Yahoo invests in two online ad companies

Yahoo buys AdInterax, which makes tools for creating multimedia ads, and is joining the Right Media Exchange.

Candace Lombardi
In a software-driven world, it's easy to forget about the nuts and bolts. Whether it's cars, robots, personal gadgetry or industrial machines, Candace Lombardi examines the moving parts that keep our world rotating. A journalist who divides her time between the United States and the United Kingdom, Lombardi has written about technology for the sites of The New York Times, CNET, USA Today, MSN, ZDNet, Silicon.com, and GameSpot. She is a member of the CNET Blog Network and is not a current employee of CNET.
Candace Lombardi
2 min read
Yahoo announced investments in two Internet advertising companies on Tuesday as it vies for a larger slice of the market.

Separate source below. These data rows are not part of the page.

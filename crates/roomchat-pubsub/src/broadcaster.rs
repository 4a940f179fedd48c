//! Publishing side of broadcast groups.

use std::sync::Arc;

use roomchat_core::{GroupKey, RoomEvent};

use crate::hub::{BroadcastHub, GroupSubscription};
use crate::pool::RedisPoolError;
use crate::pubsub::Publisher;

/// Error type for publishing
#[derive(Debug, thiserror::Error)]
pub enum BroadcastError {
    #[error("Failed to serialize event: {0}")]
    Serialization(#[from] serde_json::Error),

    #[error("Redis publish failed: {0}")]
    Redis(#[from] RedisPoolError),
}

#[derive(Debug, Clone)]
enum Backend {
    Local,
    Redis(Publisher),
}

/// Publishes events to broadcast groups and hands out subscriptions.
///
/// Subscriptions always come from the local hub. With the Redis backend,
/// publishes travel through Redis and reach the hub via a [`crate::RedisRelay`].
#[derive(Debug, Clone)]
pub struct Broadcaster {
    hub: Arc<BroadcastHub>,
    backend: Backend,
}

impl Broadcaster {
    /// Broadcaster delivering straight into the hub
    #[must_use]
    pub fn local(hub: Arc<BroadcastHub>) -> Self {
        Self {
            hub,
            backend: Backend::Local,
        }
    }

    /// Broadcaster publishing through Redis
    #[must_use]
    pub fn redis(hub: Arc<BroadcastHub>, publisher: Publisher) -> Self {
        Self {
            hub,
            backend: Backend::Redis(publisher),
        }
    }

    /// Join a group
    #[must_use]
    pub fn subscribe(&self, key: &GroupKey) -> GroupSubscription {
        self.hub.subscribe(key)
    }

    /// Serialize an event once and publish it to every member of the group.
    ///
    /// Returns the number of receivers reported by the backend.
    pub async fn publish(&self, key: &GroupKey, event: &RoomEvent) -> Result<usize, BroadcastError> {
        let payload = event.to_json()?;

        match &self.backend {
            Backend::Local => Ok(self.hub.deliver(key, Arc::from(payload))),
            Backend::Redis(publisher) => Ok(publisher.publish(key, &payload).await?),
        }
    }

    /// Shared hub
    #[must_use]
    pub fn hub(&self) -> &Arc<BroadcastHub> {
        &self.hub
    }

    /// Whether events travel through Redis
    #[must_use]
    pub fn is_distributed(&self) -> bool {
        matches!(self.backend, Backend::Redis(_))
    }

    /// Check the Redis connection when one is in use
    pub async fn health_check(&self) -> Result<(), BroadcastError> {
        match &self.backend {
            Backend::Local => Ok(()),
            Backend::Redis(publisher) => Ok(publisher.pool().health_check().await?),
        }
    }
}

Yahoo is acquiring AdInterax, which offers tools allowing marketers to create multimedia ads that Yahoo will integrate into its existing services for advertisers. Financial terms were not disclosed.

"We're moving into this space because we feel the rich media experience should be more ubiquitous," said Todd Teresi, vice president of global sales operations for Yahoo. "It provides tremendous depth of engagement, and enhances user experience, and drives effectiveness into the markets. And it drives efficiency on the network."

Previously, Yahoo worked with third-party providers of multimedia technology to place rich media ads--those containing motion, sound or video--within its network of sites for advertisers. The company will continue to do that, but will include its own rich media technology services for free as part of an advertiser's marketing buy with Yahoo, Teresi said.

Separately, Yahoo led a $45 million Series B financing round in Right Media, which operates a real-time online ad auction network called the Right Media Exchange. The investment gives Yahoo a 20 percent stake in Right Media. Redpoint Ventures and existing investors also participated.

Yahoo is joining the Right Media Exchange, allowing advertisers to bid on its non-premium banner or display ad inventory. Yahoo will also name someone to serve on Right Media's board of directors. The exchange has more than 11,000 buyers and sellers.

Right Media launched its automated online ad exchange in June. The exchange lets Web sites auction off display ad space to the highest bidder rather than having to go through ad agencies or networks, like Yahoo Publisher Network or ValueClick, which set prices and take a cut.

Yahoo, which reports third-quarter results on Tuesday after the close of market, has delayed the release of its new online advertising platform until the fourth quarter.

The ad investments come amidst Yahoo's warning that a decline in ad sales from the auto and financial industries will be reflected in the company's earnings report. Analysts have been debating whether the announcement is indicative of ad dollars splintering to other sites, a change in the online advertising market, or the overall economy.

Display advertising, which includes rich media, made up 34 percent or $4.3 billion in ad revenue for Internet advertising in 2005, according to the Interactive Advertising Bureau.

"Depending on the sophistication, ad agencies are usually the first to adopt, but we do expect over time that the entire customer base will use rich media to drive more effective marketing," said Teresi.